I’ll just get this out of the way now–this book is not going to work for everyone! It has some flaws, yet I found myself really enjoying it. It’s very gothic, which is something I love in romances. I get to enjoy the tension of “who is a good guy/gal here” while still knowing that the romance will be happy in the end. Honestly, when I started the book I was worried I had accidentally stumbled into a non-romance gothic. I genuinely wasn’t sure there was going to be a happy ending. Rest assured readers, there will be a happy resolution, even if the path to get there isn’t quite what you expected!
Carolyn has returned to the home of her wealthy foster mother Sally McDowell to care for her while she’s dying of lung cancer. The rest of the wealthy, disgusting family also takes up residence during the vigil. While Sally shows her a certain amount of affection, the rest of the family treats Carolyn as a poor relation, and even at the start of the book Carolyn fully intends to cut them all out of her life once Sally dies. The family is thrown into turmoil, however, when Alexander McDowell, Sally’s long lost son, shows up. The problem is, Carolyn knows it can’t be Alex because she alone saw Alex die over a decade ago. So who exactly is this man claiming to be Alex? Is he a con man trying to get money, or is there something more going on?

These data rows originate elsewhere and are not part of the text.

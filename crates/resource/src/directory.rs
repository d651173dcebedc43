//! Snapshotting a directory into an immutable [`AssetBundle`].

use gofontweb_traits::{AssetBundle, AssetError};
use std::path::Path;
use std::sync::Arc;

use crate::walk::collect_files;

/// Reads every regular file under `dir` into a new [`AssetBundle`], keyed by
/// its path relative to `dir`.
///
/// Symlinks are not followed.
///
/// # Errors
///
/// Returns `AssetError::NotFound` if `dir` does not exist and
/// `AssetError::Io` for any other read failure.
pub fn load_dir<P: AsRef<Path>>(dir: P) -> Result<AssetBundle, AssetError> {
    load_dir_with(dir, |_| true)
}

/// Like [`load_dir`], but only bundles files whose relative name passes
/// `include`.
pub fn load_dir_with<P, F>(dir: P, include: F) -> Result<AssetBundle, AssetError>
where
    P: AsRef<Path>,
    F: Fn(&str) -> bool,
{
    let dir = dir.as_ref();
    if !dir.is_dir() {
        return Err(AssetError::NotFound(dir.display().to_string()));
    }

    let mut builder = AssetBundle::builder();
    for (name, path) in collect_files(dir)? {
        if !include(&name) {
            log::debug!("Not bundling {}", name);
            continue;
        }
        let bytes = std::fs::read(&path)?;
        log::debug!("Bundling {} ({} bytes)", name, bytes.len());
        builder.add(name, Arc::from(bytes))?;
    }

    let bundle = builder.build();
    log::info!("Loaded {} assets from {}", bundle.len(), dir.display());
    Ok(bundle)
}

Carolyn and Alex have some interesting chemistry. Carolyn had been infatuated with the teenage Alex, even though he was an obnoxious, spoiled juvenile delinquent who acted horrible towards her. When he ran away at age 17 (and when she saw him get killed), she was devastated. Clearly there is a part of her that desperately wants to believe this man is the real Alex, and whoever he is she is still very attracted to him. Alex too is drawn to Carolyn against his better judgment. It created some of the great tension in the book, and it made their sexytimes a little more steamy than I expected. Alex, however, is kind of a dick, at least for much of the book. He’s smug, cocky, and selfish. These qualities definitely soften up later in the book, which made me question just how smug and cocky he really is, and what is all an act. Who is the real “Alex”? Part of what I enjoyed about this book was the complexities and mysteries of the characters! Some characters turn out to be much worse than they at first appeared, and others turn out better. I love this kind of psychological creepiness, rather than the supernatural creepiness gothic novels sometimes have.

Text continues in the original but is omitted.